The impact of peroxisome proliferator-activated receptor-γ activating angiotensin receptor blocker on outcomes of patients receiving immunotherapy.

Abstract

Certain angiotensin receptor blockers (ARBs) have peroxisome proliferator-activated receptor-γ (PPAR-γ) activation property, which has been associated with improved programmed cell death ligand 1 blockade and cytotoxic T lymphocyte-mediated antitumor activity. We conducted a retrospective cohort study to investigate the impact of PPAR-γ-activating ARBs on patient survival in patients treated with immune checkpoint inhibitors (ICIs) across all types of cancers.
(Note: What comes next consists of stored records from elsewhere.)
use std::fs;
use std::io;
use std::path;
use std::process;

use bytesize::ByteSize;
use env_logger;
use log;

use ext_uniq::ExternalSorterBuilder;

fn main() {
    let arg_parser = build_arg_parser();

    init_logger(arg_parser.value_of("log_level").expect("value has a default"));

    let input = arg_parser.value_of("input").expect("value is required");
    let input_stream = match fs::File::open(input) {
        Ok(file) => io::BufReader::new(file),
        Err(err) => {
            log::error!("input file opening error: {}", err);
            process::exit(1);
        }
    };

    let output = arg_parser.value_of("output").expect("value is required");
    let output_stream = match fs::File::create(output) {
        Ok(file) => io::BufWriter::new(file),
        Err(err) => {
            log::error!("output file creation error: {}", err);
            process::exit(1);
        }
    };

    let chunk_size = arg_parser.value_of("chunk_size").expect("value has a default");
    let chunk_size = chunk_size.parse::<ByteSize>().expect("value is pre-validated").as_u64();

    let threads: Option<usize> = arg_parser
        .is_present("threads")
        .then(|| arg_parser.value_of_t_or_exit("threads"));

    let mut sorter_builder = ExternalSorterBuilder::new().with_chunk_size(chunk_size);
    if let Some(threads) = threads {
        sorter_builder = sorter_builder.with_threads_number(threads);
    }
    if let Some(tmp_dir) = arg_parser.value_of("tmp_dir") {
        sorter_builder = sorter_builder.with_tmp_dir(path::Path::new(tmp_dir));
    }

    let sorter = match sorter_builder.build() {
        Ok(sorter) => sorter,
        Err(err) => {
            log::error!("sorter initialization error: {}", err);
            process::exit(1);
        }
    };

    let summary = match sorter.sort(input_stream, output_stream) {
        Ok(summary) => summary,
        Err(err) => {
            log::error!("sorting error: {}", err);
            process::exit(1);
        }
    };

    log::info!(
        "done: {} lines in, {} distinct lines out ({} chunks)",
        summary.lines_read,
        summary.lines_written,
        summary.chunks
    );
}

fn build_arg_parser() -> clap::ArgMatches {
    clap::App::new("ext-uniq")
        .author("Dmitry P. <dapper1291@gmail.com>")
        .about("sorts a newline-delimited text file and removes duplicate lines")
        .arg(
            clap::Arg::new("input")
                .short('i')
                .long("input")
                .help("file to be sorted")
                .required(true)
                .takes_value(true),
        )
        .arg(
            clap::Arg::new("output")
                .short('o')
                .long("output")
                .help("result file")
                .required(true)
                .takes_value(true),
        )
        .arg(
            clap::Arg::new("log_level")
                .short('l')
                .long("loglevel")
                .help("logging level")
                .takes_value(true)
                .default_value("info")
                .possible_values(["off", "error", "warn", "info", "debug", "trace"]),
        )
        .arg(
            clap::Arg::new("threads")
                .short('t')
                .long("threads")
                .help("number of threads to use for parallel chunk sorting")
                .takes_value(true),
        )
        .arg(
            clap::Arg::new("tmp_dir")
                .short('d')
                .long("tmp-dir")
                .help("directory to be used to store temporary data")
                .takes_value(true),
        )
        .arg(
            clap::Arg::new("chunk_size")
                .short('c')
                .long("chunk-size")
                .help("chunk size")
                .takes_value(true)
                .default_value("10MiB")
                .validator(|v| match v.parse::<ByteSize>() {
                    Ok(_) => Ok(()),
                    Err(err) => Err(format!("Chunk size format incorrect: {}", err)),
                }),
        )
        .get_matches()
}

fn init_logger(log_level: &str) {
    env_logger::Builder::new()
        .filter_level(match log_level {
            "off" => log::LevelFilter::Off,
            "error" => log::LevelFilter::Error,
            "warn" => log::LevelFilter::Warn,
            "info" => log::LevelFilter::Info,
            "debug" => log::LevelFilter::Debug,
            "trace" => log::LevelFilter::Trace,
            _ => unreachable!("value is pre-validated"),
        })
        .format_timestamp_millis()
        .init();
}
A total of 167 patients receiving both angiotensin receptor blockers (ARBs) and immune checkpoint inhibitors (ICIs) were included. Compared with non-PPAR-γ-ARB users (n= 102), PPAR-γ-ARB users (n= 65) had a longer median overall survival (not reached [IQR, 16.0-not reached] vs. 18.6 [IQR, 6.1-38.6] months) and progression-free survival (17.3 [IQR, 5.1-not reached] vs. 8.2 [IQR, 2.4-18.6] months). In Cox regression analysis, the use of PPAR-γ-activating ARBs had an approximately 50% reduction in all-cause mortality and disease progression. Patients who received PPAR-γ-activating ARBs also had higher clinical benefit rates than non-PPAR-γ-ARB users (82% vs. 61%, p= 0.005). The use of ARBs with PPAR-γ-activating property is linked with better survival among patients receiving ICIs.